Well. I reserve the right to change my opinion, I'm not an Easter Island head. Looking forward to changing my opinion on next-gen consoles just as soon as you stop proving me right all the time, lads. Above all else, you must be open to being persuaded, otherwise you turn into one half of a shouty Fox News debate that goes absolutely nowhere.

And the simple answer is, I've changed my mind about randomness. Sometimes it works and sometimes it doesn't. It works in games you're intended to play over and over again. It means having to learn how to be skilled at the game, rather than simply memorize each level and the best approach. A computer program can easily get through a fixed level if you simply hard-code the exact sequence of movements required. When it changes each time, you have to adapt and use the more creative parts of your brain.
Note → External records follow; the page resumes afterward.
//! Subcommand handlers.

use std::fs;
use std::io::{BufRead, Write};
use std::path::Path;

use anyhow::{Context, Result, bail};
use tablemeta_store::{MetadataStore, parse_field_descriptions, render_table_context};
use tracing::debug;

use crate::cli::{Command, StoreArgs};

const SAMPLE_CONTENT: &str = "TABLE: sample_table
id: Unique identifier for the record
name: Human-readable name or title
description: Detailed description of the item
created_at: Timestamp when record was created
updated_at: Timestamp when record was last modified
status: Current status (active, inactive, pending)
user_id: Foreign key reference to users table
category: Classification or grouping of the item
";

/// Run a store-backed subcommand, reading user input from `input` and
/// writing results to `out`.
pub fn execute<R: BufRead, W: Write>(
    command: &Command,
    store: &MetadataStore,
    mut input: R,
    out: &mut W,
) -> Result<()> {
    match command {
        Command::Store(args) => store_command(args, store, &mut input, out),
        Command::Show { table, schema } => {
            let record = match schema {
                Some(schema) => store.get_metadata_in_schema(table, schema),
                None => store.get_metadata(table),
            };
            match record {
                Ok(record) => writeln!(out, "{}", render_table_context(&record))?,
                Err(e) if e.is_not_found() => bail!("no metadata found for table '{table}'"),
                Err(e) => return Err(e.into()),
            }
            Ok(())
        }
        Command::List { schema } => {
            let tables = match schema {
                Some(schema) => store.list_stored_tables_in_schema(schema)?,
                None => store.list_stored_tables()?,
            };
            if tables.is_empty() {
                writeln!(out, "No tables with stored metadata found")?;
            } else {
                writeln!(out, "Tables with stored metadata ({}):", tables.len())?;
                for (i, table) in tables.iter().enumerate() {
                    writeln!(out, "  {}. {table}", i + 1)?;
                }
            }
            Ok(())
        }
        Command::Delete { table, schema, yes } => {
            if !yes {
                write!(out, "Delete metadata for table '{table}'? (y/N): ")?;
                out.flush()?;
                let mut answer = String::new();
                input.read_line(&mut answer)?;
                if !answer.trim().eq_ignore_ascii_case("y") {
                    writeln!(out, "Operation cancelled")?;
                    return Ok(());
                }
            }
            match schema {
                Some(schema) => {
                    if !store.delete_metadata_in_schema(table, schema)? {
                        bail!("no metadata found for table '{table}' in schema '{schema}'");
                    }
                }
                None => store.delete_metadata(table)?,
            }
            writeln!(out, "Deleted metadata for table '{table}'")?;
            Ok(())
        }
        Command::Context { table, text } => {
            store.update_business_context(table, text)?;
            writeln!(out, "Updated business context for table '{table}'")?;
            Ok(())
        }
        Command::Export { output, tables } => {
            let selected = (!tables.is_empty()).then_some(tables.as_slice());
            let count = store
                .export_to_file(output, selected)
                .with_context(|| format!("exporting to {}", output.display()))?;
            writeln!(
                out,
                "Exported metadata for {count} tables to '{}'",
                output.display()
            )?;
            Ok(())
        }
        Command::Import { input: path } => {
            let report = store
                .import_from_file(path)
                .with_context(|| format!("importing from {}", path.display()))?;
            writeln!(
                out,
                "Imported metadata for {} tables from '{}'",
                report.imported.len(),
                path.display()
            )?;
            for failure in &report.failures {
                writeln!(
                    out,
                    "Failed to import table '{}': {}",
                    failure.table, failure.error
                )?;
            }
            if !report.is_complete() {
                bail!("{} tables failed to import", report.failures.len());
            }
            Ok(())
        }
        Command::Sample { output } => write_sample(output, out),
    }
}

/// Write the sample descriptions file. Needs no store.
pub fn write_sample<W: Write>(output: &Path, out: &mut W) -> Result<()> {
    fs::write(output, SAMPLE_CONTENT)
        .with_context(|| format!("writing sample file {}", output.display()))?;
    writeln!(out, "Created sample file at '{}'", output.display())?;
    writeln!(
        out,
        "Edit it with your table and field descriptions, then run:\n  tablemeta store --file {}",
        output.display()
    )?;
    Ok(())
}

fn store_command<R: BufRead, W: Write>(
    args: &StoreArgs,
    store: &MetadataStore,
    input: &mut R,
    out: &mut W,
) -> Result<()> {
    let source = &args.source;
    let record = match (&source.file, &source.table) {
        (Some(path), _) => {
            let content = fs::read_to_string(path)
                .with_context(|| format!("reading {}", path.display()))?;
            store.store_from_context(&content)?
        }
        (None, Some(table)) => {
            let content = if args.interactive {
                prompt_descriptions(table, input, out)?
            } else {
                let mut content = String::new();
                input.read_to_string(&mut content)?;
                content
            };
            let descriptions = parse_field_descriptions(&content);
            if descriptions.is_empty() {
                bail!("no field descriptions provided");
            }
            debug!("Read {} descriptions from stdin", descriptions.len());
            store.bulk_update_from_descriptions(table, descriptions)?
        }
        (None, None) => bail!("either --file or --table is required"),
    };

    writeln!(
        out,
        "Stored metadata for table '{}' with {} fields",
        record.table_name,
        record.fields.len()
    )?;
    Ok(())
}

/// Read `field: description` lines one prompt at a time until an empty line
/// or end of input. Lines without a colon are rejected and re-prompted.
fn prompt_descriptions<R: BufRead, W: Write>(
    table: &str,
    input: &mut R,
    out: &mut W,
) -> Result<String> {
    writeln!(out, "Enter field descriptions for table '{table}'")?;
    writeln!(out, "Format: field_name: description")?;
    writeln!(out, "Press Enter on an empty line to finish")?;

    let mut content = String::new();
    loop {
        write!(out, "> ")?;
        out.flush()?;
        let mut line = String::new();
        if input.read_line(&mut line)? == 0 {
            break;
        }
        let line = line.trim();
        if line.is_empty() {
            break;
        }
        if line.contains(':') {
            content.push_str(line);
            content.push('\n');
        } else {
            writeln!(out, "Invalid format. Use: field_name: description")?;
        }
    }
    Ok(content)
}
I think it was when I was talking about Diablo 3 that I argued against randomly-generated dungeons, stating that a lack of design makes such things insipid. I'd still argue that to be true, because the point is, randomness works in games designed for multiple short, repeated attempts. In Diablo 3 they are part of a single, very very long campaign. Any equipment, experience or bonus you acquire from a random dungeon is something that has to go towards the remainder of that campaign, and it can be frustrating to get unlucky rolls of the dice that you then have to live with. Whereas, in games like FTL, playthroughs are shorter, so bad runthroughs (a) are over a lot faster and (b) provide important worst-case-scenario training.